My sister-in-law’s husband told her he’d file for a divorce if she gets jabbed, lol. I think thats probably a little over the top. She works in a medical office and has a Jan 1 deadline. So far she’s holding out but it will be interesting to see how it all unfolds.
Kat43, he generally avoids strenuous activity in principle, LOL! I will ask him not to mow the lawn for a few weeks, etc.
The other thing too is there is just too much infection going around at this time, and I told him not to go anywhere except driving to pick up our daughter from a school bus stop. Going to the lab (which is like a human petri dish right now) would be a risk. But he is taking his aspirin pills religiously :).
brizzz, thank you for the info. Will try getting some of that stuff online.
Speaking of pine trees, I enjoy these lozenges which apparently have spruce extract in them. Not sure if this is antiviral, but does help with sore throat. The taste is quite unique, though.

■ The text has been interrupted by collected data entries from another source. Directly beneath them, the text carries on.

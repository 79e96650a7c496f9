use crate::config::BacktestConfig;
use crate::models::TradeReason;
use chrono::{DateTime, Utc};
use log::debug;
use std::collections::HashMap;

const STOP_EPSILON: f64 = 1e-9;

/// Outcome of evaluating one open position against the current bar.
#[derive(Debug, Clone, Copy, PartialEq, Eq)]
pub enum ExitDecision {
    Hold,
    StopLossHit,
    TakeProfitHit,
    TrailingStopHit,
    TimeStopHit,
}

impl ExitDecision {
    pub fn reason(&self) -> Option<TradeReason> {
        match self {
            ExitDecision::Hold => None,
            ExitDecision::StopLossHit => Some(TradeReason::StopLoss),
            ExitDecision::TakeProfitHit => Some(TradeReason::TakeProfit),
            ExitDecision::TrailingStopHit => Some(TradeReason::TrailingStop),
            ExitDecision::TimeStopHit => Some(TradeReason::TimeStop),
        }
    }
}

/// Stop/target state shadowing one open position. Created on open, discarded
/// on close.
#[derive(Debug, Clone)]
pub struct RiskState {
    pub active_stop_loss: f64,
    pub initial_stop_loss: f64,
    pub active_take_profit: Option<f64>,
    pub high_water_mark: f64,
    pub entry_price: f64,
    pub opened_at: DateTime<Utc>,
}

/// Decides forced exits independent of the strategy's own signals.
///
/// Evaluation priority is fixed: stop-loss/trailing-stop, then take-profit,
/// then time-stop. The first condition that fires wins.
pub struct RiskController {
    config: BacktestConfig,
    states: HashMap<String, RiskState>,
}

impl RiskController {
    pub fn new(config: &BacktestConfig) -> Self {
        Self {
            config: config.clone(),
            states: HashMap::new(),
        }
    }

    pub fn open(
        &mut self,
        symbol: &str,
        entry_price: f64,
        stop_loss: f64,
        take_profit: Option<f64>,
        opened_at: DateTime<Utc>,
    ) {
        self.states.insert(
            symbol.to_string(),
            RiskState {
                active_stop_loss: stop_loss,
                initial_stop_loss: stop_loss,
                active_take_profit: take_profit,
                high_water_mark: entry_price,
                entry_price,
                opened_at,
            },
        );
    }

    /// Ratchets the trailing stop and checks every forced-exit condition for
    /// a long position. Returns `Hold` for symbols with no tracked state.
    pub fn evaluate(&mut self, symbol: &str, price: f64, date: DateTime<Utc>) -> ExitDecision {
        let Some(state) = self.states.get_mut(symbol) else {
            return ExitDecision::Hold;
        };

        // The trailing stop only ratchets upward, and only while the position
        // is in profit.
        if self.config.use_trailing_stop && price > state.entry_price {
            let candidate = price * (1.0 - self.config.trailing_stop_pct);
            if candidate > state.active_stop_loss {
                debug!(
                    "{}: trailing stop {:.4} -> {:.4} at price {:.4}",
                    symbol, state.active_stop_loss, candidate, price
                );
                state.active_stop_loss = candidate;
            }
        }
        if price > state.high_water_mark {
            state.high_water_mark = price;
        }

        if price <= state.active_stop_loss {
            if state.active_stop_loss > state.initial_stop_loss + STOP_EPSILON {
                return ExitDecision::TrailingStopHit;
            }
            return ExitDecision::StopLossHit;
        }

        if let Some(target) = state.active_take_profit {
            if price >= target {
                return ExitDecision::TakeProfitHit;
            }
        }

        if self.config.use_time_stop {
            let held_days = (date - state.opened_at).num_days();
            if held_days >= self.config.max_holding_days {
                return ExitDecision::TimeStopHit;
            }
        }

        ExitDecision::Hold
    }

    /// Drops the state for a closed position. Must be called exactly once per
    /// close, whether strategy-driven or forced.
    pub fn close(&mut self, symbol: &str) {
        if self.states.remove(symbol).is_none() {
            debug!("close called for untracked symbol {}", symbol);
        }
    }

    pub fn state(&self, symbol: &str) -> Option<&RiskState> {
        self.states.get(symbol)
    }
}

#[cfg(test)]
mod tests {
    use super::*;
    use chrono::{Duration, TimeZone};

    fn day(offset: i64) -> DateTime<Utc> {
        Utc.with_ymd_and_hms(2024, 1, 1, 0, 0, 0).unwrap() + Duration::days(offset)
    }

    fn controller() -> RiskController {
        let mut config = BacktestConfig::default();
        config.trailing_stop_pct = 0.05;
        config.max_holding_days = 10;
        RiskController::new(&config)
    }

    #[test]
    fn trailing_stop_only_rises() {
        let mut risk = controller();
        risk.open("AAA", 100.0, 99.75, None, day(0));

        assert_eq!(risk.evaluate("AAA", 105.0, day(1)), ExitDecision::Hold);
        assert!((risk.state("AAA").unwrap().active_stop_loss - 99.75).abs() < 1e-9);

        assert_eq!(risk.evaluate("AAA", 110.0, day(2)), ExitDecision::Hold);
        assert!((risk.state("AAA").unwrap().active_stop_loss - 104.5).abs() < 1e-9);

        // Price pulls back; the stop must not move down and 108 > 104.5 so no exit.
        assert_eq!(risk.evaluate("AAA", 108.0, day(3)), ExitDecision::Hold);
        assert!((risk.state("AAA").unwrap().active_stop_loss - 104.5).abs() < 1e-9);
    }

    #[test]
    fn trailing_stop_is_monotonic_under_rising_prices() {
        let mut risk = controller();
        risk.open("AAA", 100.0, 95.0, None, day(0));

        let mut last_stop = risk.state("AAA").unwrap().active_stop_loss;
        for (i, price) in [101.0, 103.0, 104.0, 108.0, 112.0, 120.0].iter().enumerate() {
            risk.evaluate("AAA", *price, day(i as i64 + 1));
            let stop = risk.state("AAA").unwrap().active_stop_loss;
            assert!(stop >= last_stop);
            last_stop = stop;
        }
    }

    #[test]
    fn ratcheted_stop_reports_trailing_exit() {
        let mut risk = controller();
        risk.open("AAA", 100.0, 95.0, None, day(0));

        risk.evaluate("AAA", 110.0, day(1)); // stop ratchets to 104.5
        assert_eq!(
            risk.evaluate("AAA", 104.0, day(2)),
            ExitDecision::TrailingStopHit
        );
    }

    #[test]
    fn untouched_stop_reports_plain_stop_loss() {
        let mut risk = controller();
        risk.open("AAA", 100.0, 95.0, None, day(0));
        assert_eq!(
            risk.evaluate("AAA", 94.0, day(1)),
            ExitDecision::StopLossHit
        );
    }

    #[test]
    fn take_profit_fires_at_or_above_target() {
        let mut risk = controller();
        risk.open("AAA", 100.0, 95.0, Some(101.0), day(0));
        assert_eq!(
            risk.evaluate("AAA", 101.0, day(1)),
            ExitDecision::TakeProfitHit
        );
    }

    #[test]
    fn time_stop_fires_at_or_after_max_holding() {
        let mut risk = controller();
        risk.open("AAA", 100.0, 95.0, None, day(0));

        assert_eq!(risk.evaluate("AAA", 100.0, day(9)), ExitDecision::Hold);
        assert_eq!(risk.evaluate("AAA", 100.0, day(10)), ExitDecision::TimeStopHit);

        // A position still open past the deadline triggers on first evaluation.
        let mut late = controller();
        late.open("BBB", 100.0, 95.0, None, day(0));
        assert_eq!(late.evaluate("BBB", 100.0, day(11)), ExitDecision::TimeStopHit);
    }

    #[test]
    fn stop_loss_wins_over_time_stop() {
        let mut risk = controller();
        risk.open("AAA", 100.0, 95.0, None, day(0));
        // Both conditions true on day 12; priority picks the stop.
        assert_eq!(
            risk.evaluate("AAA", 90.0, day(12)),
            ExitDecision::StopLossHit
        );
    }

    #[test]
    fn disabled_time_stop_never_fires() {
        let mut config = BacktestConfig::default();
        config.use_time_stop = false;
        config.max_holding_days = 10;
        let mut risk = RiskController::new(&config);
        risk.open("AAA", 100.0, 95.0, None, day(0));
        assert_eq!(risk.evaluate("AAA", 100.0, day(30)), ExitDecision::Hold);
    }

    #[test]
    fn close_discards_state_and_unknown_symbols_hold() {
        let mut risk = controller();
        risk.open("AAA", 100.0, 95.0, None, day(0));
        risk.close("AAA");
        assert!(risk.state("AAA").is_none());
        assert_eq!(risk.evaluate("AAA", 1.0, day(1)), ExitDecision::Hold);
    }
}
use crate::config::BacktestConfig;
use crate::models::Portfolio;

pub const PRICE_EPSILON: f64 = 1e-6;

/// Inputs to one sizing decision. Everything needed is passed in; the sizer
/// holds no state and never mutates the portfolio.
pub struct SizingParams<'a> {
    pub price: f64,
    pub stop_loss: f64,
    /// Signal quality in [0, 1].
    pub quality: f64,
    /// Market-regime multiplier, see `MarketCondition::score`.
    pub market_score: f64,
    pub portfolio: &'a Portfolio,
    pub config: &'a BacktestConfig,
}

#[derive(Debug, Clone, PartialEq)]
pub struct Allocation {
    pub volume: f64,
    pub cost: f64,
}

#[derive(Debug, PartialEq)]
pub enum SizingOutcome {
    Sized(Allocation),
    /// The caps or the risk budget left no tradable volume.
    TooSmall,
}

/// Converts a risk budget into a trade volume.
///
/// Dynamic mode: `cash × base_risk × quality × market × loss-streak decay ×
/// drawdown factor`, capped at `max_risk_fraction × cash`, divided by the
/// stop distance. Fixed mode skips the multipliers and allocates a flat
/// fraction of cash. Both modes apply the single-position and
/// portfolio-wide exposure caps.
pub fn determine_volume(params: SizingParams) -> SizingOutcome {
    let SizingParams {
        price,
        stop_loss,
        quality,
        market_score,
        portfolio,
        config,
    } = params;

    if !price.is_finite() || price <= 0.0 || !portfolio.cash.is_finite() {
        return SizingOutcome::TooSmall;
    }
    let cash = portfolio.cash.max(0.0);

    let mut volume = if config.use_dynamic_sizing {
        let quality_factor = quality.clamp(0.0, 1.0).max(0.3);
        let loss_streak_decay = config
            .loss_decay_base
            .powi(portfolio.consecutive_losses as i32)
            .max(config.sizing_floor);
        let drawdown_factor = (1.0
            - portfolio.current_drawdown
                / (config.max_drawdown_limit * portfolio.initial_capital))
            .max(config.sizing_floor);

        let budget = (cash
            * config.base_risk_fraction
            * quality_factor
            * market_score.clamp(0.0, 1.0)
            * loss_streak_decay
            * drawdown_factor)
            .min(cash * config.max_risk_fraction);

        let mut distance = (price - stop_loss).abs();
        if !distance.is_finite() || distance < PRICE_EPSILON {
            distance = price * config.default_stop_distance;
        }

        budget / distance
    } else {
        cash * config.base_risk_fraction / price
    };

    // Single-position cap.
    volume = volume.min(config.max_position_ratio * cash / price);

    // Portfolio-wide exposure cap across all open positions.
    let open_value: f64 = portfolio
        .positions
        .values()
        .map(|position| position.cost_value())
        .sum();
    let headroom = config.max_total_position * cash - open_value;
    volume = volume.min(headroom.max(0.0) / price);

    if !volume.is_finite() || volume * price < PRICE_EPSILON {
        return SizingOutcome::TooSmall;
    }

    SizingOutcome::Sized(Allocation {
        volume,
        cost: volume * price,
    })
}

#[cfg(test)]
mod tests {
    use super::*;

    fn config() -> BacktestConfig {
        BacktestConfig::default()
    }

    fn sized(outcome: SizingOutcome) -> Allocation {
        match outcome {
            SizingOutcome::Sized(allocation) => allocation,
            SizingOutcome::TooSmall => panic!("expected sized allocation"),
        }
    }

    #[test]
    fn risk_budget_divided_by_stop_distance() {
        let config = config();
        let portfolio = Portfolio::new(100_000.0);
        // budget = 100_000 * 0.01 = 1_000; distance = 10 - 9.5 = 0.5
        let allocation = sized(determine_volume(SizingParams {
            price: 10.0,
            stop_loss: 9.5,
            quality: 1.0,
            market_score: 1.0,
            portfolio: &portfolio,
            config: &config,
        }));
        assert!((allocation.volume - 2_000.0).abs() < 1e-6);
        assert!((allocation.cost - 20_000.0).abs() < 1e-6);
    }

    #[test]
    fn stop_equal_to_price_falls_back_to_default_distance() {
        let config = config();
        let portfolio = Portfolio::new(100_000.0);
        let allocation = sized(determine_volume(SizingParams {
            price: 10.0,
            stop_loss: 10.0,
            quality: 1.0,
            market_score: 1.0,
            portfolio: &portfolio,
            config: &config,
        }));
        // distance falls back to 10 * 0.01 = 0.1 -> 1_000 / 0.1 = 10_000,
        // then the 20% single-position cap bites: 20_000 / 10 = 2_000.
        assert!((allocation.volume - 2_000.0).abs() < 1e-6);
    }

    #[test]
    fn loss_streak_shrinks_the_budget() {
        let config = config();
        let mut portfolio = Portfolio::new(100_000.0);
        let baseline = sized(determine_volume(SizingParams {
            price: 100.0,
            stop_loss: 95.0,
            quality: 1.0,
            market_score: 1.0,
            portfolio: &portfolio,
            config: &config,
        }));

        portfolio.consecutive_losses = 3;
        let throttled = sized(determine_volume(SizingParams {
            price: 100.0,
            stop_loss: 95.0,
            quality: 1.0,
            market_score: 1.0,
            portfolio: &portfolio,
            config: &config,
        }));
        // 0.8^3 = 0.512 of the baseline budget.
        assert!((throttled.volume - baseline.volume * 0.512).abs() < 1e-6);

        portfolio.consecutive_losses = 50;
        let floored = sized(determine_volume(SizingParams {
            price: 100.0,
            stop_loss: 95.0,
            quality: 1.0,
            market_score: 1.0,
            portfolio: &portfolio,
            config: &config,
        }));
        // Decay never drops below the sizing floor.
        assert!((floored.volume - baseline.volume * config.sizing_floor).abs() < 1e-6);
    }

    #[test]
    fn drawdown_throttles_sizing() {
        let config = config();
        let mut portfolio = Portfolio::new(100_000.0);
        portfolio.record_equity(110_000.0);
        portfolio.record_equity(100_000.0); // drawdown 10_000 of 20_000 limit

        let allocation = sized(determine_volume(SizingParams {
            price: 100.0,
            stop_loss: 95.0,
            quality: 1.0,
            market_score: 1.0,
            portfolio: &portfolio,
            config: &config,
        }));
        let baseline = sized(determine_volume(SizingParams {
            price: 100.0,
            stop_loss: 95.0,
            quality: 1.0,
            market_score: 1.0,
            portfolio: &Portfolio::new(100_000.0),
            config: &config,
        }));
        assert!((allocation.volume - baseline.volume * 0.5).abs() < 1e-6);
    }

    #[test]
    fn budget_capped_at_max_risk_fraction() {
        let mut config = config();
        config.base_risk_fraction = 0.05;
        config.max_risk_fraction = 0.05;
        let portfolio = Portfolio::new(100_000.0);

        // Tiny stop distance would explode the volume without the caps.
        let allocation = sized(determine_volume(SizingParams {
            price: 10.0,
            stop_loss: 9.999,
            quality: 1.0,
            market_score: 1.0,
            portfolio: &portfolio,
            config: &config,
        }));
        // Single-position cap: 0.2 * 100_000 / 10.
        assert!((allocation.volume - 2_000.0).abs() < 1e-6);
    }

    #[test]
    fn fixed_mode_ignores_quality_and_streaks() {
        let mut config = config();
        config.use_dynamic_sizing = false;
        let mut portfolio = Portfolio::new(100_000.0);
        portfolio.consecutive_losses = 5;

        let allocation = sized(determine_volume(SizingParams {
            price: 50.0,
            stop_loss: 45.0,
            quality: 0.1,
            market_score: 0.5,
            portfolio: &portfolio,
            config: &config,
        }));
        // Flat 1% of cash: 1_000 / 50 = 20 shares.
        assert!((allocation.volume - 20.0).abs() < 1e-9);
    }

    #[test]
    fn portfolio_wide_cap_limits_new_exposure() {
        let mut config = config();
        config.max_total_position = 0.5;
        config.use_dynamic_sizing = false;
        config.base_risk_fraction = 1.0;
        config.max_risk_fraction = 1.0;
        config.max_position_ratio = 1.0;

        let mut portfolio = Portfolio::new(100_000.0);
        portfolio.cash = 10_000.0;
        portfolio.positions.insert(
            "BBB".to_string(),
            crate::models::Position {
                volume: 40.0,
                average_cost: 100.0,
                entry_price: 100.0,
                entry_date: chrono::Utc::now(),
                stop_loss: None,
                take_profit: None,
            },
        );

        // Headroom = 0.5 * 10_000 - 4_000 = 1_000 -> at price 100: 10 shares.
        let allocation = sized(determine_volume(SizingParams {
            price: 100.0,
            stop_loss: 95.0,
            quality: 1.0,
            market_score: 1.0,
            portfolio: &portfolio,
            config: &config,
        }));
        assert!((allocation.volume - 10.0).abs() < 1e-9);
    }

    #[test]
    fn exhausted_headroom_is_too_small() {
        let mut config = config();
        config.max_total_position = 0.1;
        let mut portfolio = Portfolio::new(100_000.0);
        portfolio.cash = 1_000.0;
        portfolio.positions.insert(
            "BBB".to_string(),
            crate::models::Position {
                volume: 10.0,
                average_cost: 100.0,
                entry_price: 100.0,
                entry_date: chrono::Utc::now(),
                stop_loss: None,
                take_profit: None,
            },
        );

        let outcome = determine_volume(SizingParams {
            price: 100.0,
            stop_loss: 95.0,
            quality: 1.0,
            market_score: 1.0,
            portfolio: &portfolio,
            config: &config,
        });
        assert_eq!(outcome, SizingOutcome::TooSmall);
    }
}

tamarawadams, I appreciate your thoughtful response. Yes, he has been taking aspirin and will continue to do so plus he had been taking a bunch of vitamins, zinc and so forth for months now. Fingers crossed!
Yes, he will continue being my much loved and cherished husband no matter what. Although I still don’t think his decision was a good one from the logical perspective, ultimately it is his right to make that decision as an individual. I just hope the negative consequences of this decision will be as minimal as possible.
brushhog, it’s interesting how this virus (or rather response to it) impacts not only physical well-being, but also psychological as well, family dynamics, etc. Difficult times.
But it will be interesting to see the reaction of the vaccinated when it finally hits them that the vaccines don’t really work as intended. I watched the local politicians on youtube/facebook the other day and some people were literally in shock asking – if all of my family members are vaccinated, why can’t we have a private gathering together? The response basically was – in simple terms, people still get sick, so …
Right now they blame everything on the unvaccinated, but when reality hits the fan …
Criticizing people for getting vaccinated is as bad as criticizing for not doing so.
You should respect his personal decision and move on.